Task to complete:
Locate every line in the records below that contains the word "brown", and copy each one.

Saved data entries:
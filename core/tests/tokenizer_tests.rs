use linkrank_core::tokenizer::{analyze, normalize_text, tokenize};

#[test]
fn it_normalizes_and_stems() {
    let words = analyze("Running Runners RUN! The café's menu.");
    // Stemming to "run" should appear
    assert!(words.contains(&"run".to_string()));
    // accented letters survive normalization
    assert!(words.iter().any(|w| w.starts_with("café")));
}

#[test]
fn it_filters_stopwords_and_short_tokens() {
    let words = analyze("The quick brown fox and the lazy dog is ok");
    assert!(!words.contains(&"the".to_string()));
    assert!(!words.contains(&"and".to_string()));
    assert!(!words.contains(&"ok".to_string()));
    assert!(words.contains(&"fox".to_string()));
}

#[test]
fn raw_tokens_keep_everything() {
    let toks = tokenize(&normalize_text("The quick, brown fox!"));
    assert_eq!(toks, vec!["the", "quick", "brown", "fox"]);
}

Solution to this problem:
    let words = analyze("The quick brown fox and the lazy dog is ok");
    let toks = tokenize(&normalize_text("The quick, brown fox!"));
    assert_eq!(toks, vec!["the", "quick", "brown", "fox"]);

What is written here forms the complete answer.